__YOUR TASK__
For the entries that follow, report how many lines include the word "application" and add nothing.

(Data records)
· · · · · · ·
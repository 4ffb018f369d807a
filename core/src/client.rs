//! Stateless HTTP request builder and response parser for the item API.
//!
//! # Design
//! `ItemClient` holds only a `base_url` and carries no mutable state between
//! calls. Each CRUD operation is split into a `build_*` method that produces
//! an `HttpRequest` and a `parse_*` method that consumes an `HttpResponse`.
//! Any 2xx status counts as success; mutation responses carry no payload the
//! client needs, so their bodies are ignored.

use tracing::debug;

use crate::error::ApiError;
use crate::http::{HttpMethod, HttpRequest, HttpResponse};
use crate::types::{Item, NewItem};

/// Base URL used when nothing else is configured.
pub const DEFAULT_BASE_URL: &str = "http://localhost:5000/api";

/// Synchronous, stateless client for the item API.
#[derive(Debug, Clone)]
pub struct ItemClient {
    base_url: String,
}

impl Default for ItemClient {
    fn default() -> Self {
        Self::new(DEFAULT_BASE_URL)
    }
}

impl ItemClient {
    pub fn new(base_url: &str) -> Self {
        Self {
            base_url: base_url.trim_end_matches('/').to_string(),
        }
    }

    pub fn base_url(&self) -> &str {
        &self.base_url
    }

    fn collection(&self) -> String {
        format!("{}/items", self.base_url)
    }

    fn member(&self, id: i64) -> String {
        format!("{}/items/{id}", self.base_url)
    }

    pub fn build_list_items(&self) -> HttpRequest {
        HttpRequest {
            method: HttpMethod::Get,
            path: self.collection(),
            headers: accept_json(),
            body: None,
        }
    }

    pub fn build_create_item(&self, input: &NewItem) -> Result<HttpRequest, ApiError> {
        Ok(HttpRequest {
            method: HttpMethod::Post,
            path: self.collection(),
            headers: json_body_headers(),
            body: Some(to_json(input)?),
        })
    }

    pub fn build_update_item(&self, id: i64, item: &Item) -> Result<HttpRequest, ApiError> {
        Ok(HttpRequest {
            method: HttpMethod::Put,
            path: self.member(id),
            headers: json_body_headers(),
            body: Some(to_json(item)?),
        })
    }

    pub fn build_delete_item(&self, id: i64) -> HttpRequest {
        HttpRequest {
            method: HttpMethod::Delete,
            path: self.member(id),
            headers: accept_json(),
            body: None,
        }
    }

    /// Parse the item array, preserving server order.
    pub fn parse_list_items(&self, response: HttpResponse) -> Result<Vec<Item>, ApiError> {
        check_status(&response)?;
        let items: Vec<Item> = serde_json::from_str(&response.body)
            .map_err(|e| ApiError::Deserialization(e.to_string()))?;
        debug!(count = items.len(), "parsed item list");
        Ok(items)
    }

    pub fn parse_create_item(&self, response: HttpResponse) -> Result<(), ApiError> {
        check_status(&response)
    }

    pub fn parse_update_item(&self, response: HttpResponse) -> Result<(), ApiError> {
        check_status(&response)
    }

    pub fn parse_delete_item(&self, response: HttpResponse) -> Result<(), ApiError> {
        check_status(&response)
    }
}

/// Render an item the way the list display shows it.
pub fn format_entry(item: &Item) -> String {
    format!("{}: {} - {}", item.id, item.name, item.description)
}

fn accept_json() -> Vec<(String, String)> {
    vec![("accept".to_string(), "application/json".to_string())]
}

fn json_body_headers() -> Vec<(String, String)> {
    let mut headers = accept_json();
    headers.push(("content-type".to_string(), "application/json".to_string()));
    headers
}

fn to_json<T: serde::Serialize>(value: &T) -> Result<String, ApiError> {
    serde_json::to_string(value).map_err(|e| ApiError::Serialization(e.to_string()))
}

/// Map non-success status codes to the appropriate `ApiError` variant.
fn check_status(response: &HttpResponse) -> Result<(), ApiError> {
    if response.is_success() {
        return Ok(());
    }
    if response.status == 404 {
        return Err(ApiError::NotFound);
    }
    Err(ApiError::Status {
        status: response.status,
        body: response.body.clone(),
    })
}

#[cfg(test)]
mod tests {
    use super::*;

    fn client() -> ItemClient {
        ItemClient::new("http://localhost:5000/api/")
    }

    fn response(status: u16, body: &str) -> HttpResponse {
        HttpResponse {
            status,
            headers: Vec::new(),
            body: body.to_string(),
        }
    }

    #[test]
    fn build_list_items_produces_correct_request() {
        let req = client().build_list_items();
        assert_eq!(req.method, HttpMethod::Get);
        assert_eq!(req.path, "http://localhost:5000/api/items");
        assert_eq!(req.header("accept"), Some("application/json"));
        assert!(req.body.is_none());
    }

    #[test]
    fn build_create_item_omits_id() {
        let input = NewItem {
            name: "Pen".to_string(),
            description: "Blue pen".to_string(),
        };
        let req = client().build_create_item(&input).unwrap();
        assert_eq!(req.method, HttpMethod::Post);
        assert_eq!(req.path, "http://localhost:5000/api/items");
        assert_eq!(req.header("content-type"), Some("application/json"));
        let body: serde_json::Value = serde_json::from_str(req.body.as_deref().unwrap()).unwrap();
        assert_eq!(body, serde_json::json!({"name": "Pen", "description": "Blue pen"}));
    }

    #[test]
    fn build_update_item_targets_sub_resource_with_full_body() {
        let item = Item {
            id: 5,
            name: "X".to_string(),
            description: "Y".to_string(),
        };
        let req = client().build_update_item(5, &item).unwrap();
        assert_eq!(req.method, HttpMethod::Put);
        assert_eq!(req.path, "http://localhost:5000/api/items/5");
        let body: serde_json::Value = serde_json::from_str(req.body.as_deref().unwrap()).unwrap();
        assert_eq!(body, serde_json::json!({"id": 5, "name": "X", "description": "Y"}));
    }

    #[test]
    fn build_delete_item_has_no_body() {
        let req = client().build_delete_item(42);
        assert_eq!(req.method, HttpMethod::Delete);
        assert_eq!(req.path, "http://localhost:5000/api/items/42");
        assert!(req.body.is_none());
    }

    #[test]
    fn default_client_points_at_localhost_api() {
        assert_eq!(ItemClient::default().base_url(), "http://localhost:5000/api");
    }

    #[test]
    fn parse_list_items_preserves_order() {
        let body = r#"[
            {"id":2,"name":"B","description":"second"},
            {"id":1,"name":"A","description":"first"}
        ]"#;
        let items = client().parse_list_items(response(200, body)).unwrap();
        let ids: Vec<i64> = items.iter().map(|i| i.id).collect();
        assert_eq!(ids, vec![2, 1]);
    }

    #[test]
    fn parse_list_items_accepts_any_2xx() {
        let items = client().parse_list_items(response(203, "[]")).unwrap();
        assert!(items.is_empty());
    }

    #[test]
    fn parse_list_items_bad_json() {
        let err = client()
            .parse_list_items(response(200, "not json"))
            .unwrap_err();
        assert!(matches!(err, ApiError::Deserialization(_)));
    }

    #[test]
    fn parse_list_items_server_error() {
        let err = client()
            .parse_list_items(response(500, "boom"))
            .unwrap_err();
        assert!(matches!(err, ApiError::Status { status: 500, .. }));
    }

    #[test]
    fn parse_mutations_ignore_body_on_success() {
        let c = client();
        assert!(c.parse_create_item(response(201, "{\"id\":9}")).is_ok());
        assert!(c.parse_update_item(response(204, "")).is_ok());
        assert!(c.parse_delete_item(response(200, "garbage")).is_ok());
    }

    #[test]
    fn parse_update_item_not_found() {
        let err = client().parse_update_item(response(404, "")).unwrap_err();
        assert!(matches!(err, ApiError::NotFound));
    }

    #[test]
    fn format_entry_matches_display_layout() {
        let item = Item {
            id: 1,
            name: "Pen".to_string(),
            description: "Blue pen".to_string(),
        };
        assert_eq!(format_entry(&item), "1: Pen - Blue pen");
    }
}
· · · · · · ·
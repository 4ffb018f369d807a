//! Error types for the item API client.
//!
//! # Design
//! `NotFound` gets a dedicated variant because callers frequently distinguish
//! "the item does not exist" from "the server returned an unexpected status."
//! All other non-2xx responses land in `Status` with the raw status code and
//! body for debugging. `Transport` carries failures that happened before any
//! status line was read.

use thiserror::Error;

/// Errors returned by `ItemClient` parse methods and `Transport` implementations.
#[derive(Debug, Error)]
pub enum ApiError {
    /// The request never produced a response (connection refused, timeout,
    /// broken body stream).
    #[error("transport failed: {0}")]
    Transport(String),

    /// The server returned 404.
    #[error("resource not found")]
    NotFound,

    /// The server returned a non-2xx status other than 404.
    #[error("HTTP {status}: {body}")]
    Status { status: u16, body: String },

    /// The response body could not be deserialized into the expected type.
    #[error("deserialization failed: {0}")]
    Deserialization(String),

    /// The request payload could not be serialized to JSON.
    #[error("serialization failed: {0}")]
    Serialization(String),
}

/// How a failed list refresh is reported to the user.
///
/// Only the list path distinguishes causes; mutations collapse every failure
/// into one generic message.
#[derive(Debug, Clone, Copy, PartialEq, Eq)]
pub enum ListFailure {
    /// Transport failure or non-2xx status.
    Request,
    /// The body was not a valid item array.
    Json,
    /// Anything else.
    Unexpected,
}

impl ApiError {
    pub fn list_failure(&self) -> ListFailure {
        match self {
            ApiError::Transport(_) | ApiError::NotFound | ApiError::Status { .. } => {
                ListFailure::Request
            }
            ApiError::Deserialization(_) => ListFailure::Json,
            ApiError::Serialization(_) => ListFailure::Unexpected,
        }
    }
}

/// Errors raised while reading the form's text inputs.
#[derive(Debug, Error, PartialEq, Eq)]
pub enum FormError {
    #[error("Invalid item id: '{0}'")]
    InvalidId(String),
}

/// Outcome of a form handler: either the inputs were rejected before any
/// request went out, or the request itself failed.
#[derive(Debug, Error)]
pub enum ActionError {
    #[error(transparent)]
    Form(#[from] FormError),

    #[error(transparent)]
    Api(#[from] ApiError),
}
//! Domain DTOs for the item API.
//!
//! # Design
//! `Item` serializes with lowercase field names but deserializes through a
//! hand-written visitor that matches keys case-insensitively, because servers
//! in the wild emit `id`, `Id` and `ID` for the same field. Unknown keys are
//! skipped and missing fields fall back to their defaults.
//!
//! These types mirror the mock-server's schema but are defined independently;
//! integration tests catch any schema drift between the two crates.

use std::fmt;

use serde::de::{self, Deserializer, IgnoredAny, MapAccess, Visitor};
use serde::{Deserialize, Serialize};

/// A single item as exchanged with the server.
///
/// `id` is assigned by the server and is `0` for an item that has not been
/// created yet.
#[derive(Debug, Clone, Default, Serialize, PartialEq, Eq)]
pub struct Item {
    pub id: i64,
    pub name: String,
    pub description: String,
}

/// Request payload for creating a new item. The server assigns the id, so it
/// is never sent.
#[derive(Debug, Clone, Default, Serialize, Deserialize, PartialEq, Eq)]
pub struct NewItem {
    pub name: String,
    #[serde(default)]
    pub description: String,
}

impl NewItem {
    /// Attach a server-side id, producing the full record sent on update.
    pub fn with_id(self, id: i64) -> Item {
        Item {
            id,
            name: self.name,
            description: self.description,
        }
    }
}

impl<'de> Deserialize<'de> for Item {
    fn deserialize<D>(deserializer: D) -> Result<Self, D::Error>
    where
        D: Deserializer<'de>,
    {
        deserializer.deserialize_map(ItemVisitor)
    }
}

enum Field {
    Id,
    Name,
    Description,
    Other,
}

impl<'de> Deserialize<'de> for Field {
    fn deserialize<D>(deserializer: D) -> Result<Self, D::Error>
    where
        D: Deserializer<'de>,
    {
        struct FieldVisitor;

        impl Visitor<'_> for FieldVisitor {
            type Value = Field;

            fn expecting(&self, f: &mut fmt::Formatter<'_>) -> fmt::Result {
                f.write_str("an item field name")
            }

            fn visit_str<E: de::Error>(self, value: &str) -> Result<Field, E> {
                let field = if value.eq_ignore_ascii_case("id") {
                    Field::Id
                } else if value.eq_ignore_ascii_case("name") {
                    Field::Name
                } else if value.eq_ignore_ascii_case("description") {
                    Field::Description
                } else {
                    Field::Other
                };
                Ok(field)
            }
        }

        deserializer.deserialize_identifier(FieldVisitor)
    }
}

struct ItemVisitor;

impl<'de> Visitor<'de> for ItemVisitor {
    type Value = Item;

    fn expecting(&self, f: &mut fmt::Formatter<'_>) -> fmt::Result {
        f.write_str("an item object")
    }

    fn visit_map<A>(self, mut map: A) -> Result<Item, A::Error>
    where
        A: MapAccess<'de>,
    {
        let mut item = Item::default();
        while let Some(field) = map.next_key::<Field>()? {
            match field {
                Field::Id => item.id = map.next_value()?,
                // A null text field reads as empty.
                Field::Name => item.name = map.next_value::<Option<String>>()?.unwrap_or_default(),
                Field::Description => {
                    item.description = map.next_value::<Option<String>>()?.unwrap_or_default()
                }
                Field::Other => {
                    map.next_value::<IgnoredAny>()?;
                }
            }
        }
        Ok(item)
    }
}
· · · · · · ·
__YOUR RESPONSE__
4